TASK BRIEF - Whenever a line below includes the string "DELIMITER", show it.

DATA SUPPLIED -
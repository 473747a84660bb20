use std::fmt;

use serde::{Deserialize, Serialize};

use crate::domain::{DATE_FORMAT, Preface, Project, RetrievalUnit, TimeSlot, parse_date};
use crate::error::RetrievalError;

const DELIMITER: char = '_';

/// `project_start_end_preface_index{ext}`. The only identity the ledger knows about.
#[derive(Debug, Clone, PartialEq, Eq, Hash, PartialOrd, Ord, Serialize, Deserialize)]
#[serde(transparent)]
pub struct CanonicalName(String);

impl CanonicalName {
    pub fn as_str(&self) -> &str {
        &self.0
    }

    pub fn from_ledger_line(line: &str) -> Self {
        Self(line.to_string())
    }
}

impl fmt::Display for CanonicalName {
    fn fmt(&self, f: &mut fmt::Formatter<'_>) -> fmt::Result {
        write!(f, "{}", self.0)
    }
}

impl AsRef<str> for CanonicalName {
    fn as_ref(&self) -> &str {
        &self.0
    }
}

pub fn canonical_name(unit: &RetrievalUnit, ext: &str) -> CanonicalName {
    CanonicalName(format!(
        "{project}{d}{start}{d}{end}{d}{preface}{d}{index}{ext}",
        project = unit.project,
        start = unit.slot.start().format(DATE_FORMAT),
        end = unit.slot.end().format(DATE_FORMAT),
        preface = unit.preface,
        index = unit.index,
        d = DELIMITER,
    ))
}

#[derive(Debug, Clone, PartialEq, Eq)]
pub struct ParsedName {
    pub project: Project,
    pub slot: TimeSlot,
    pub preface: Preface,
    pub index: usize,
    pub ext: String,
}

impl ParsedName {
    pub fn into_unit(self) -> RetrievalUnit {
        RetrievalUnit::new(self.project, self.preface, self.index, self.slot)
    }
}

pub fn parse_name(name: &str) -> Result<ParsedName, RetrievalError> {
    let malformed = || RetrievalError::MalformedName(name.to_string());

    let tokens = name.split(DELIMITER).collect::<Vec<_>>();
    if tokens.len() < 5 {
        return Err(malformed());
    }

    let project = tokens[0].parse::<Project>().map_err(|_| malformed())?;
    let slot = range_from_tokens(tokens[1], tokens[2]).map_err(|_| malformed())?;
    let preface = tokens[3..tokens.len() - 1]
        .join("_")
        .parse::<Preface>()
        .map_err(|_| malformed())?;

    let last = tokens[tokens.len() - 1];
    let digits = last.chars().take_while(|ch| ch.is_ascii_digit()).count();
    if digits == 0 {
        return Err(malformed());
    }
    let (index, ext) = last.split_at(digits);
    let index = index.parse::<usize>().map_err(|_| malformed())?;

    Ok(ParsedName {
        project,
        slot,
        preface,
        index,
        ext: ext.to_string(),
    })
}

pub fn parse_range_from_name(name: &str) -> Result<TimeSlot, RetrievalError> {
    let tokens = name.split(DELIMITER).collect::<Vec<_>>();
    if tokens.len() < 5 {
        return Err(RetrievalError::MalformedName(name.to_string()));
    }
    range_from_tokens(tokens[1], tokens[2])
        .map_err(|_| RetrievalError::MalformedName(name.to_string()))
}

fn range_from_tokens(start: &str, end: &str) -> Result<TimeSlot, RetrievalError> {
    TimeSlot::new(parse_date(start)?, parse_date(end)?)
}

#[cfg(test)]
mod tests {
    use assert_matches::assert_matches;

    use super::*;

    fn unit(preface: &str, index: usize) -> RetrievalUnit {
        RetrievalUnit::new(
            "MaxFarm".parse().unwrap(),
            preface.parse().unwrap(),
            index,
            TimeSlot::parse("2022-01-01", "2022-02-01").unwrap(),
        )
    }

    #[test]
    fn name_layout() {
        let name = canonical_name(&unit("Thermal", 0), ".npy");
        assert_eq!(name.as_str(), "MaxFarm_2022-01-01_2022-02-01_Thermal_0.npy");
    }

    #[test]
    fn parse_keeps_underscored_preface() {
        let parsed = parse_name(canonical_name(&unit("B8_A", 11), ".png").as_str()).unwrap();
        assert_eq!(parsed.preface.as_str(), "B8_A");
        assert_eq!(parsed.index, 11);
        assert_eq!(parsed.ext, ".png");
    }

    #[test]
    fn short_name_is_malformed() {
        let err = parse_range_from_name("MaxFarm_2022-01-01.npy").unwrap_err();
        assert_matches!(err, RetrievalError::MalformedName(_));
    }

    #[test]
    fn non_date_token_is_malformed() {
        let err = parse_range_from_name("MaxFarm_Thermal_2022-01-01_x_0.npy").unwrap_err();
        assert_matches!(err, RetrievalError::MalformedName(_));
    }
}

SOLUTION TO THIS PROBLEM -
const DELIMITER: char = '_';
        d = DELIMITER,
    let tokens = name.split(DELIMITER).collect::<Vec<_>>();
    let tokens = name.split(DELIMITER).collect::<Vec<_>>();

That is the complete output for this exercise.